Childhood tuberculosis (TB) remains under-reported and undiagnosed. A full complement of diagnostic tests is oftentimes unavailable in resource limited country like Ethiopia. This study assesses the contribution of Xpert MTB/RIF assay and urine LF-LAM for childhood TB diagnosis using sputum and urine samples.

Method

A facility based cross-sectional study was conducted in children between 5 and 14 years of age. Sputum and urine samples were collected from children with presumptive TB. The samples were tested for TB using LF-LAM, Xpert MTB/RIF assay, concentrated smear microscopy, and culture. Diagnostic performance of Xpert MTB/RIF assay was analyzed and compared against culture, which was used as the gold standard. Urine LF-LAM test result was compared to a composite reference standard.

Result

Of 576 participants with presumptive TB enrolled in the study, 519 (90.1%) had complete clinical data and bacteriological laboratory test results. Active TB was diagnosed in 14.1% (73/519), and bacteriological confirmation was made in 10.1% (52/515) of children with presumptive TB. The odds of being diagnosed with a bacteriologically confirmed TB are significantly higher in children who have household contact history with TB patient (aOR 2.27, P = 0.03) and age above 10 years (aOR 3.67, P < 0.001).
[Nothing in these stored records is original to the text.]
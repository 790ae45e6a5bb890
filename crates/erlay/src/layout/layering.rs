//! Layer assignment.
//!
//! [`LayerAssigner`] gives every entity an integer layer such that:
//!
//! - directly related entities never share a layer,
//! - the left-hand side of a relation is placed left of its right-hand side
//!   unless the relation lies on a cycle,
//! - every entity sits at the lowest layer the above permits.
//!
//! Layers are kept in an explicit [`LayerTable`] addressed by [`EntityId`].
//! Inserting a new leftmost layer and cascading a subtree to the right are
//! table updates. After placement, a repair sweep fixes the equal-layer and
//! leftward pairs a cascade can leave behind, empty layers are
//! compacted away, isolated entities get a trailing layer, and every layer is
//! given a seed order for the vertical ordering stage.

use std::collections::VecDeque;

use indexmap::IndexSet;

use super::graph::{EntityId, RelationGraph};
use crate::logger::LayoutLogger;

/// Log target of this stage.
pub const TARGET: &str = "erlay::layering";

/// Mapping from entity to layer index under construction.
#[derive(Debug, Clone)]
pub struct LayerTable {
    layers: Vec<Option<usize>>,
}

impl LayerTable {
    /// Create a table with `len` unplaced entities.
    pub fn new(len: usize) -> Self {
        Self {
            layers: vec![None; len],
        }
    }

    pub fn get(&self, id: EntityId) -> Option<usize> {
        self.layers[id.index()]
    }

    pub fn set(&mut self, id: EntityId, layer: usize) {
        self.layers[id.index()] = Some(layer);
    }

    pub fn is_placed(&self, id: EntityId) -> bool {
        self.layers[id.index()].is_some()
    }

    /// Moves every placed entity `delta` layers to the right.
    pub fn shift_all(&mut self, delta: usize) {
        for layer in self.layers.iter_mut().flatten() {
            *layer += delta;
        }
    }

    /// Returns `true` if placing `id` at `layer` would put it next to one of
    /// its neighbors.
    pub fn conflicts(&self, graph: &RelationGraph<'_>, id: EntityId, layer: usize) -> bool {
        graph
            .neighbors(id)
            .iter()
            .any(|&neighbor| neighbor != id && self.get(neighbor) == Some(layer))
    }

    /// Returns the first layer `>= from` that does not conflict for `id`.
    fn first_free_from(&self, graph: &RelationGraph<'_>, id: EntityId, from: usize) -> usize {
        (from..)
            .find(|&layer| !self.conflicts(graph, id, layer))
            .unwrap_or(from)
    }
}

/// The final layering: a layer index per entity and ordered layer lists.
#[derive(Debug, Clone, PartialEq, Eq)]
pub struct Layering {
    layer_of: Vec<usize>,
    layers: Vec<Vec<EntityId>>,
}

impl Layering {
    /// Build a layering from ordered layer lists.
    ///
    /// Every entity id must appear exactly once.
    pub fn from_layers(layers: Vec<Vec<EntityId>>) -> Self {
        let len = layers.iter().map(Vec::len).sum();
        let mut layer_of = vec![0; len];
        for (index, layer) in layers.iter().enumerate() {
            for id in layer {
                layer_of[id.index()] = index;
            }
        }
        Self { layer_of, layers }
    }

    pub fn layer_of(&self, id: EntityId) -> usize {
        self.layer_of[id.index()]
    }

    pub fn layers(&self) -> &[Vec<EntityId>] {
        &self.layers
    }

    /// Mutable access to the layer lists for reordering.
    ///
    /// Entities may be permuted within a layer but never moved between layers.
    pub fn layers_mut(&mut self) -> &mut [Vec<EntityId>] {
        &mut self.layers
    }

    pub fn len(&self) -> usize {
        self.layers.len()
    }

    pub fn is_empty(&self) -> bool {
        self.layers.is_empty()
    }

    /// Returns the position of every entity within its layer, indexed by id.
    pub fn positions(&self) -> Vec<usize> {
        let mut positions = vec![0; self.layer_of.len()];
        for layer in &self.layers {
            for (position, id) in layer.iter().enumerate() {
                positions[id.index()] = position;
            }
        }
        positions
    }
}

/// Assigns layers to the entities of a [`RelationGraph`].
#[derive(Debug, Clone, Copy)]
pub struct LayerAssigner<'l> {
    logger: LayoutLogger<'l>,
}

impl<'l> LayerAssigner<'l> {
    pub fn new(logger: LayoutLogger<'l>) -> Self {
        Self {
            logger: logger.for_stage(TARGET),
        }
    }

    /// Compute the layering of `graph`.
    pub fn assign(&self, graph: &RelationGraph<'_>) -> Layering {
        let mut table = LayerTable::new(graph.len());

        for &id in graph.processing_order() {
            self.place(graph, &mut table, id);
        }

        self.repair(graph, &mut table);

        let mut layers = compact(graph, &table);

        let unplaced: Vec<EntityId> = graph.ids().filter(|&id| !table.is_placed(id)).collect();
        if !unplaced.is_empty() {
            self.logger.debug(format_args!(
                "{} unconnected entities go to trailing layer {}",
                unplaced.len(),
                layers.len()
            ));
            layers.push(unplaced);
        }

        seed_order(graph, &mut layers);

        if self.logger.enabled(log::Level::Debug) {
            for (index, layer) in layers.iter().enumerate() {
                let names: Vec<&str> = layer.iter().map(|&id| graph.name(id)).collect();
                self.logger
                    .debug(format_args!("layer {index}: {}", names.join(", ")));
            }
        }

        Layering::from_layers(layers)
    }

    /// Places `id` after making sure all of its parents are placed.
    fn place(&self, graph: &RelationGraph<'_>, table: &mut LayerTable, id: EntityId) {
        for &parent in graph.parents(id) {
            if table.is_placed(parent) {
                continue;
            }

            // The parent should land directly left of where `id` must go,
            // which is one past the rightmost parent placed so far.
            let preferred = max_parent_layer(graph, table, id).unwrap_or(0);
            match (0..=preferred)
                .rev()
                .find(|&layer| !table.conflicts(graph, parent, layer))
            {
                Some(layer) => {
                    table.set(parent, layer);
                    self.logger.trace(format_args!(
                        "parent {} placed at layer {layer}",
                        graph.name(parent)
                    ));
                }
                None => {
                    table.shift_all(1);
                    table.set(parent, 0);
                    self.logger.trace(format_args!(
                        "parent {} placed at new layer 0",
                        graph.name(parent)
                    ));
                }
            }
        }

        let required = max_parent_layer(graph, table, id).map_or(0, |layer| layer + 1);

        match table.get(id) {
            None => {
                let layer = table.first_free_from(graph, id, required);
                table.set(id, layer);
                self.logger
                    .trace(format_args!("{} placed at layer {layer}", graph.name(id)));
            }
            Some(current) if current < required => {
                self.cascade(graph, table, id, required - current);
            }
            Some(_) => {}
        }
    }

    /// Shifts `id`, its placed descendants, and the descendants' other
    /// placed parents `delta` layers to the right.
    fn cascade(&self, graph: &RelationGraph<'_>, table: &mut LayerTable, id: EntityId, delta: usize) {
        let own_parents = graph.parents(id);

        let mut moving = IndexSet::new();
        moving.insert(id);

        for descendant in descendants(graph, id) {
            if !table.is_placed(descendant) {
                continue;
            }
            moving.insert(descendant);
            for &parent in graph.parents(descendant) {
                if table.is_placed(parent) && !own_parents.contains(&parent) {
                    moving.insert(parent);
                }
            }
        }

        self.logger.debug(format_args!(
            "cascading {} entities by {delta} layers from {}",
            moving.len(),
            graph.name(id)
        ));

        for &moved in &moving {
            if let Some(layer) = table.get(moved) {
                table.set(moved, layer + delta);
            }
        }
    }

    /// Fixes the relations a cascade left behind.
    ///
    /// A relation whose endpoints share a layer, or that points leftwards
    /// without lying on a cycle, gets its right-hand side moved to the first
    /// conflict-free layer right of its left-hand side.
    fn repair(&self, graph: &RelationGraph<'_>, table: &mut LayerTable) {
        let on_cycle: Vec<bool> = graph
            .relations()
            .iter()
            .map(|&(left, right)| reaches(graph, right, left))
            .collect();

        loop {
            let violation = graph.relations().iter().zip(&on_cycle).find_map(
                |(&(left, right), &cyclic)| {
                    let (left_layer, right_layer) = (table.get(left)?, table.get(right)?);
                    let broken =
                        left_layer == right_layer || (left_layer > right_layer && !cyclic);
                    broken.then_some((left, right, left_layer, right_layer))
                },
            );

            let Some((left, right, left_layer, right_layer)) = violation else {
                break;
            };

            let layer = table.first_free_from(graph, right, left_layer + 1);
            table.set(right, layer);
            self.logger.debug(format_args!(
                "{} at layer {right_layer} clashes with {} at layer {left_layer}; moved to layer {layer}",
                graph.name(right),
                graph.name(left)
            ));
        }
    }
}

/// Returns `true` if `to` can be reached from `from` along relations.
fn reaches(graph: &RelationGraph<'_>, from: EntityId, to: EntityId) -> bool {
    let mut visited = vec![false; graph.len()];
    let mut stack = vec![from];
    visited[from.index()] = true;

    while let Some(current) = stack.pop() {
        if current == to {
            return true;
        }
        for &child in graph.children(current) {
            if !visited[child.index()] {
                visited[child.index()] = true;
                stack.push(child);
            }
        }
    }
    false
}

/// Rightmost layer among the placed parents of `id`.
fn max_parent_layer(graph: &RelationGraph<'_>, table: &LayerTable, id: EntityId) -> Option<usize> {
    graph
        .parents(id)
        .iter()
        .filter_map(|&parent| table.get(parent))
        .max()
}

/// Transitive children of `id`, breadth first, each visited once.
fn descendants(graph: &RelationGraph<'_>, id: EntityId) -> Vec<EntityId> {
    let mut visited = IndexSet::new();
    visited.insert(id);
    let mut queue = VecDeque::from([id]);

    while let Some(current) = queue.pop_front() {
        for &child in graph.children(current) {
            if visited.insert(child) {
                queue.push_back(child);
            }
        }
    }

    visited.into_iter().skip(1).collect()
}

/// Turns the table into layer lists with empty layers removed.
fn compact(graph: &RelationGraph<'_>, table: &LayerTable) -> Vec<Vec<EntityId>> {
    let mut used: Vec<usize> = graph.ids().filter_map(|id| table.get(id)).collect();
    used.sort_unstable();
    used.dedup();

    let mut layers = vec![Vec::new(); used.len()];
    for id in graph.ids() {
        if let Some(layer) = table.get(id) {
            // `used` holds every assigned layer, so the search always succeeds.
            if let Ok(index) = used.binary_search(&layer) {
                layers[index].push(id);
            }
        }
    }
    layers
}

/// Gives every layer its initial vertical order.
///
/// The last layer follows the processing order. Every earlier layer is
/// sorted by the position of each entity's topmost neighbor in the next
/// layer (entities without one first), ties broken by processing order.
fn seed_order(graph: &RelationGraph<'_>, layers: &mut [Vec<EntityId>]) {
    let Some(last) = layers.last_mut() else {
        return;
    };
    last.sort_by_key(|&id| graph.rank(id));

    let mut position = vec![None; graph.len()];
    for index in (0..layers.len()).rev() {
        if index + 1 < layers.len() {
            let layer = &mut layers[index];
            layer.sort_by_key(|&id| {
                let target = graph
                    .neighbors(id)
                    .iter()
                    .filter_map(|neighbor| position[neighbor.index()])
                    .min();
                (target, graph.rank(id))
            });
        }

        position.iter_mut().for_each(|slot| *slot = None);
        for (slot, &id) in layers[index].iter().enumerate() {
            position[id.index()] = Some(slot);
        }
    }
}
Xpert MTB/RIF test had sensitivity of 79% using culture as the gold standard. Compared to smear microscopy, the sensitivity of the Xpert MTB/RIF assay increased by 50% for children aged 5–9 years and by 40% for children and adolescents living with HIV (C/ALHIV). All bacteriologically confirmed (n = 2) and clinically diagnosed TB children (n = 2) who live with HIV were tested positive for urine LF-LAM. The overall sensitivity of urine LF-LAM was 27.6% when using the composite reference standard, compared to 17.9% when the bacteriological reference standard was applied.

Conclusions

Pulmonary TB diagnosis was greatly improved with the use of Xpert MTB/RIF assay, particularly in children aged 5–9 years and C/ALHIV who typically have difficulty producing good quality sputum. Urine LF-LAM performed well in children/adolescents who tested positive for HIV, but it performed poorly in the other variables, which suggests that urine LF-LAM testing did not play a critical role in TB diagnosis in children with negative HIV status.